Ecco la Formula 1 disinteressata alla violazione dei diritti umani

Passano gli anni ma, nonostante se ne parli sempre troppo poco, la situazione resta pressoché immutata. La Formula 1, sempre più interessata agli introiti commerciali, continua a essere sorda nei confronti delle richieste della popolazione bahrenita. Il Gran Premio del prossimo 6 aprile si farà. Questo è quanto ha deciso il governo del piccolo emirato, congiuntamente con Bernie Ecclestone, Patron massimo del Circus, che ha più di una volta affermato come la situazione sia da ritenersi calma e tranquilla. Il piccolo Emirato sta affrontando da tre anni una continua guerra civile che mette gli attivisti e la gendarmeria locale, gli uni contro gli altri. Ma quando arriva la Formula 1, the show must go on, e così quello che viene definito dalle autorità del posto come un affascinante fine settimana di sport e spettacolo, deve prendere il via, passando sopra ogni emergenza umanitaria. L’unica cosa che conta è disputare la gara e rispettare gli accordi.

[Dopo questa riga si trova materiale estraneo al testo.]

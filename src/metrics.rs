use std::path::PathBuf;
use std::time::{Duration, Instant};

use tracing::info;

/// Wall-clock timer for a network-bound phase.
///
/// Reports elapsed time and rows produced when dropped, so the numbers show up
/// even when the phase is cut short by an error.
pub struct PhaseTimer {
    phase: &'static str,
    started: Instant,
    requests: usize,
    rows: usize,
    finished: Option<Duration>,
}

impl PhaseTimer {
    pub fn start(phase: &'static str) -> Self {
        info!(phase, "Phase started");
        PhaseTimer {
            phase,
            started: Instant::now(),
            requests: 0,
            rows: 0,
            finished: None,
        }
    }

    pub fn record_request(&mut self, rows: usize) {
        self.requests += 1;
        self.rows += rows;
    }

    pub fn rows(&self) -> usize {
        self.rows
    }

    pub fn requests(&self) -> usize {
        self.requests
    }

    /// Stop the clock and return the elapsed time. Reporting still happens on drop.
    pub fn finish(&mut self) -> Duration {
        *self.finished.get_or_insert_with(|| self.started.elapsed())
    }
}

impl Drop for PhaseTimer {
    fn drop(&mut self) {
        let elapsed = self.finish();
        info!(
            phase = self.phase,
            requests = self.requests,
            rows = self.rows,
            "Time to run {} phase: {}",
            self.phase,
            format_duration(elapsed)
        );
    }
}

#[derive(Debug, Default, Clone)]
pub struct SearchStats {
    pub requests: usize,
    pub empty_pages: usize,
    pub rows: usize,
    pub elapsed: Duration,
}

#[derive(Debug, Default, Clone)]
pub struct DedupStats {
    pub input: usize,
    pub duplicated_keys: usize,
    pub collisions: usize,
    pub output: usize,
}

#[derive(Debug, Default, Clone)]
pub struct LookupStats {
    pub requested: usize,
    pub batches: usize,
    pub emitted: usize,
    pub misses: usize,
    pub elapsed: Duration,
}

#[derive(Debug, Default, Clone)]
pub struct MergeStats {
    pub rows: usize,
    pub unmatched_tracks: usize,
    pub unmatched_features: usize,
    pub duplicate_feature_ids: usize,
    pub duplicate_track_ids: usize,
    /// Natural-key duplicates left after the join; zero unless dedup was bypassed.
    pub duplicated_keys_after_merge: usize,
}

/// Counts gathered over one pipeline run.
#[derive(Debug, Default, Clone)]
pub struct RunSummary {
    pub search: SearchStats,
    pub dedup: DedupStats,
    pub lookup: LookupStats,
    pub merge: MergeStats,
    pub output: Option<PathBuf>,
}

impl RunSummary {
    pub fn print(&self) {
        let s = &self.search;
        println!(
            "Search:  {} requests, {} tracks ({} empty pages) in {}",
            s.requests,
            s.rows,
            s.empty_pages,
            format_duration(s.elapsed)
        );
        let d = &self.dedup;
        println!(
            "Dedup:   {} -> {} tracks ({} duplicated artist/title pairs, {} dropped)",
            d.input, d.output, d.duplicated_keys, d.collisions
        );
        let l = &self.lookup;
        println!(
            "Lookup:  {} batches, {} of {} tracks with audio features ({} without) in {}",
            l.batches,
            l.emitted,
            l.requested,
            l.misses,
            format_duration(l.elapsed)
        );
        let m = &self.merge;
        println!(
            "Merge:   {} rows ({} tracks without features, {} features without track)",
            m.rows, m.unmatched_tracks, m.unmatched_features
        );
        if m.duplicate_feature_ids > 0 || m.duplicate_track_ids > 0 {
            println!(
                "         first match kept for {} duplicate feature ids, {} duplicate track ids",
                m.duplicate_feature_ids, m.duplicate_track_ids
            );
        }
        if m.duplicated_keys_after_merge > 0 {
            println!(
                "         {} artist/title pairs still duplicated after merge",
                m.duplicated_keys_after_merge
            );
        }
        if let Some(path) = &self.output {
            println!("Output:  {}", path.display());
        }
    }
}

pub fn format_duration(d: Duration) -> String {
    let secs = d.as_secs();
    if secs < 60 {
        format!("{:.1}s", d.as_secs_f64())
    } else if secs < 3600 {
        format!("{}m {}s", secs / 60, secs % 60)
    } else {
        format!("{}h {}m {}s", secs / 3600, (secs % 3600) / 60, secs % 60)
    }
}
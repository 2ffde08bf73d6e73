use tracing::debug;

use crate::catalog::{CatalogService, SearchQuery};
use crate::error::PipelineError;
use crate::models::RawTrack;
use crate::settings::EmptyPagePolicy;

/// Offsets and limits for a fixed total result budget.
#[derive(Debug, Clone, Copy, PartialEq, Eq)]
pub struct PagePlan {
    pub page_size: usize,
    pub total: usize,
}

impl PagePlan {
    pub fn request_count(&self) -> usize {
        self.total.div_ceil(self.page_size)
    }

    /// `(offset, limit)` for a page; the last page is clamped to the remaining budget.
    pub fn page(&self, page_index: usize) -> Option<(usize, usize)> {
        let offset = page_index * self.page_size;
        if offset >= self.total {
            return None;
        }
        Some((offset, self.page_size.min(self.total - offset)))
    }
}

pub struct FetchedPage {
    pub offset: usize,
    pub items: Vec<RawTrack>,
}

/// Lazy sequence of search pages. Each `next()` issues exactly one request.
///
/// Stops after the budget is spent, after an error, or (with
/// `EmptyPagePolicy::Stop`) after the first empty page.
pub struct PageFetcher<'a, C: CatalogService + ?Sized> {
    service: &'a C,
    query: &'a SearchQuery,
    plan: PagePlan,
    policy: EmptyPagePolicy,
    next_page: usize,
    done: bool,
}

impl<'a, C: CatalogService + ?Sized> PageFetcher<'a, C> {
    pub fn new(service: &'a C, query: &'a SearchQuery, plan: PagePlan, policy: EmptyPagePolicy) -> Self {
        PageFetcher {
            service,
            query,
            plan,
            policy,
            next_page: 0,
            done: false,
        }
    }
}

impl<C: CatalogService + ?Sized> Iterator for PageFetcher<'_, C> {
    type Item = Result<FetchedPage, PipelineError>;

    fn next(&mut self) -> Option<Self::Item> {
        if self.done {
            return None;
        }
        let Some((offset, limit)) = self.plan.page(self.next_page) else {
            self.done = true;
            return None;
        };
        self.next_page += 1;

        match self.service.search(self.query, limit, offset) {
            Ok(page) => {
                debug!(offset, limit, items = page.items.len(), "Fetched search page");
                if page.items.is_empty() && self.policy == EmptyPagePolicy::Stop {
                    self.done = true;
                }
                Some(Ok(FetchedPage {
                    offset,
                    items: page.items,
                }))
            }
            Err(source) => {
                self.done = true;
                Some(Err(PipelineError::Search { offset, source }))
            }
        }
    }
}
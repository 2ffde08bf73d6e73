use indicatif::ProgressBar;
use serde_json::Value;
use tracing::debug;

use crate::catalog::CatalogService;
use crate::error::PipelineError;
use crate::metrics::{LookupStats, PhaseTimer};
use crate::models::{FeatureRecord, RawFeatures, DROPPED_FEATURE_FIELDS, FEATURE_ID_FIELD, TRACK_COLUMNS};

/// Look up audio features for `ids` in contiguous batches of at most `batch_size`.
///
/// Misses are counted, not raised. A failed batch aborts the run; `stats`
/// already holds the counts of every batch that completed before it.
pub fn enrich<C: CatalogService + ?Sized>(
    service: &C,
    ids: &[String],
    batch_size: usize,
    stats: &mut LookupStats,
    timer: &mut PhaseTimer,
    pb: &ProgressBar,
) -> Result<Vec<FeatureRecord>, PipelineError> {
    let mut records = Vec::with_capacity(ids.len());

    let batch_size = batch_size.max(1);
    for (batch, chunk) in ids.chunks(batch_size).enumerate() {
        let first = batch * batch_size;
        let last = first + chunk.len() - 1;
        let position = || format!("batch {} (ids {}..={})", batch, first, last);

        let slots = service
            .audio_features(chunk)
            .map_err(|source| PipelineError::Lookup {
                batch,
                first,
                last,
                source,
            })?;

        if slots.len() != chunk.len() {
            return Err(PipelineError::schema(
                position(),
                format!("expected {} results, service returned {}", chunk.len(), slots.len()),
            ));
        }

        let mut found = Vec::with_capacity(chunk.len());
        let mut missing = 0usize;
        for slot in slots {
            match slot {
                Some(raw) => found.push(normalize(raw).map_err(|reason| PipelineError::schema(position(), reason))?),
                None => missing += 1,
            }
        }

        let emitted = found.len();
        records.extend(found);
        stats.batches += 1;
        stats.emitted += emitted;
        stats.misses += missing;
        debug!(batch, emitted, missing, "Fetched feature batch");
        timer.record_request(emitted);
        pb.inc(chunk.len() as u64);
    }

    Ok(records)
}

/// Rename the generic id to `track_id` and drop the non-analytic fields.
pub fn normalize(mut raw: RawFeatures) -> Result<FeatureRecord, String> {
    let track_id = match raw.shift_remove(FEATURE_ID_FIELD) {
        Some(Value::String(id)) if !id.is_empty() => id,
        Some(other) => return Err(format!("feature record has non-string id {}", other)),
        None => return Err("feature record has no id".to_string()),
    };
    for field in DROPPED_FEATURE_FIELDS {
        raw.shift_remove(field);
    }
    // Track columns come from the search result; a feature field of the same name would repeat them.
    for field in TRACK_COLUMNS {
        if raw.shift_remove(field).is_some() {
            debug!(track_id = %track_id, field, "Dropped feature field shadowing a track column");
        }
    }
    Ok(FeatureRecord {
        track_id,
        fields: raw,
    })
}
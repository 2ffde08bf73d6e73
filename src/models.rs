use serde::Deserialize;
use serde_json::{Map, Value};

/// Field names of a track record, in output column order.
pub const TRACK_COLUMNS: [&str; 4] = ["artist_name", "track_name", "track_id", "popularity"];

/// Feature fields with no analytic value, removed before merging.
pub const DROPPED_FEATURE_FIELDS: [&str; 4] = ["analysis_url", "track_href", "type", "uri"];

/// Identifier field name used by the lookup API.
pub const FEATURE_ID_FIELD: &str = "id";

// ── Raw service shapes ──

#[derive(Debug, Clone, Default, Deserialize)]
pub struct SearchPage {
    #[serde(default)]
    pub items: Vec<RawTrack>,
}

#[derive(Debug, Clone, Default, Deserialize)]
pub struct RawTrack {
    pub id: Option<String>,
    pub name: Option<String>,
    pub popularity: Option<u32>,
    #[serde(default)]
    pub artists: Vec<RawArtist>,
}

#[derive(Debug, Clone, Default, Deserialize)]
pub struct RawArtist {
    pub name: Option<String>,
}

/// One lookup result as returned by the service, before normalization.
pub type RawFeatures = Map<String, Value>;

// ── Pipeline records ──

#[derive(Debug, Clone, PartialEq, Eq)]
pub struct TrackRecord {
    pub artist_name: String,
    pub track_name: String,
    pub track_id: String,
    pub popularity: u8,
}

impl TrackRecord {
    pub fn natural_key(&self) -> (&str, &str) {
        (&self.artist_name, &self.track_name)
    }
}

/// Audio features keyed by `track_id`, with the non-analytic fields removed.
#[derive(Debug, Clone, PartialEq)]
pub struct FeatureRecord {
    pub track_id: String,
    pub fields: Map<String, Value>,
}

#[derive(Debug, Clone, PartialEq)]
pub struct MergedRow {
    pub track: TrackRecord,
    pub features: Map<String, Value>,
}

#[derive(Debug, Clone, Default)]
pub struct MergedDataset {
    /// Feature columns in first-seen order, appended after `TRACK_COLUMNS`.
    pub feature_columns: Vec<String>,
    pub rows: Vec<MergedRow>,
}

impl MergedDataset {
    pub fn header(&self) -> Vec<&str> {
        TRACK_COLUMNS
            .iter()
            .copied()
            .chain(self.feature_columns.iter().map(String::as_str))
            .collect()
    }

    pub fn len(&self) -> usize {
        self.rows.len()
    }

    pub fn is_empty(&self) -> bool {
        self.rows.is_empty()
    }
}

Ahmed Humaidan sarà uno dei grandi assenti per il Gran Premio di Formula 1. Nonostante la giovane età, appena 26enne, è già un fotografo di fama internazionale e attraverso il suo obiettivo ha fermato in immagini la rivolta che tiene in scacco la popolazione bahrenita da ormai tre anni. Il 26 marzo, Humaidan è stato condannato a 10 anni di carcere, assieme ad altre 25 persone, accusati di aver assaltato la stazione di polizia di Sitra nell’aprile del 2012. Una confessione che secondo gli avvocati deglia ttivisti è stata estorta sotto tortura.

Sono già passati tre anni dall’inizio della rivolta dimenticata. Il 14 febbraio 2011, alla rotonda della Perla, si sono riuniti migliaia di donne e uomini che chiedevano a gran voce giustizia, uguaglianza, diritti e libertà. Alla manifestazione pacifica seguì una repressione durissima che portò a uno spaventoso quadro di violazioni dei diritti umani, tutt’ora in corso. Se effettivamente a Manama, la capitale, la situazione è tenuta sotto controllo, è bei villaggi poco frequentati da stampa e telecamere che vanno in scena le peggiori repressioni tra cacce all’uomo alla ricerca dei presunti terroristi e lancio di gas lacrimogeni che causano gravi problemi respiratori. L’edizione 2011 del Gran Premio non venne disputata proprio a causa dei violenti tumulti, mentre nel 2012, la Force India aveva deciso che non avrebbe preso parte alle prove libere del venerdì per permettere ai propri dipendenti di rientrare anticipatamente in albergo dopo che quattro membri della scuderia indiana erano rimasti coinvolti in scontri tra dimostranti e polizia.

«Sport e politica, due fattori che devono rimanere divisi», commentarono alcuni piloti in conferenza stampa. Un modo per tergiversare sulla questione? L’unica cosa certa è che per il terzo anno consecutivo la monarchia assoluta del Re Hamad bin Issa al Khalifa sta facendo di tutto per fare in modo che l’opposizione non abbia la possibilità di turbare lo svolgimento del Gran Premio del Bahrain, una delle vetrine mondiali più importanti del paese, e allo stesso modo team e piloti sono obbligati a ignorare la violenta repressione e la violazione dei diritti umani perché così vuole lo spettacolo.

Eppure il Bahrain non è il solo paese toccato dalla Formula 1 dove vengono violati i diritti umani e la libertà di stampa. Secondo un recente studio redatto da Reporters sans frontières, oltre alla penisola del Golfo Persico, anche la Cina figura nella lista di quelli ritenuti i Nemici di Internet, tanto da non essere consentito l’accesso a portali stranieri come Facebook, Twitter o YouTube. Una situazione riscontrata proprio l’anno scorso anche dai reporter che seguono il Circus che, una volta a Shanghai, hanno toccato con mano le evidenti difficoltà.

In certi casi risulta davvero impossibile chiudere gli occhi. Cosa dire della situazione in India, dove almeno 60 milioni di abitanti vivono al di sotto della soglia minima di povertà e molti bambini muoiono in tenera età per aver bevuto acqua contaminata o del Brasile che, nonostante sia indicato come il modello da seguire per la sua rapida crescita economica dai quotidiani economici e finanziari, al suo interno porta ancora forti diseguaglianze ed enormi contraddizioni. In tutto ciò non possiamo dimenticare nemmeno la Russia, una delle realtà più vicine alla nostra, geograficamente parlando dove è la legislazione a farla da padrona tra limiti alle proteste pacifiche e legge che circoscrivono i diritti alla libertà di espressione delle persone omosessuali, che incoraggiano atti di violenza omofobica in tutta la Russia.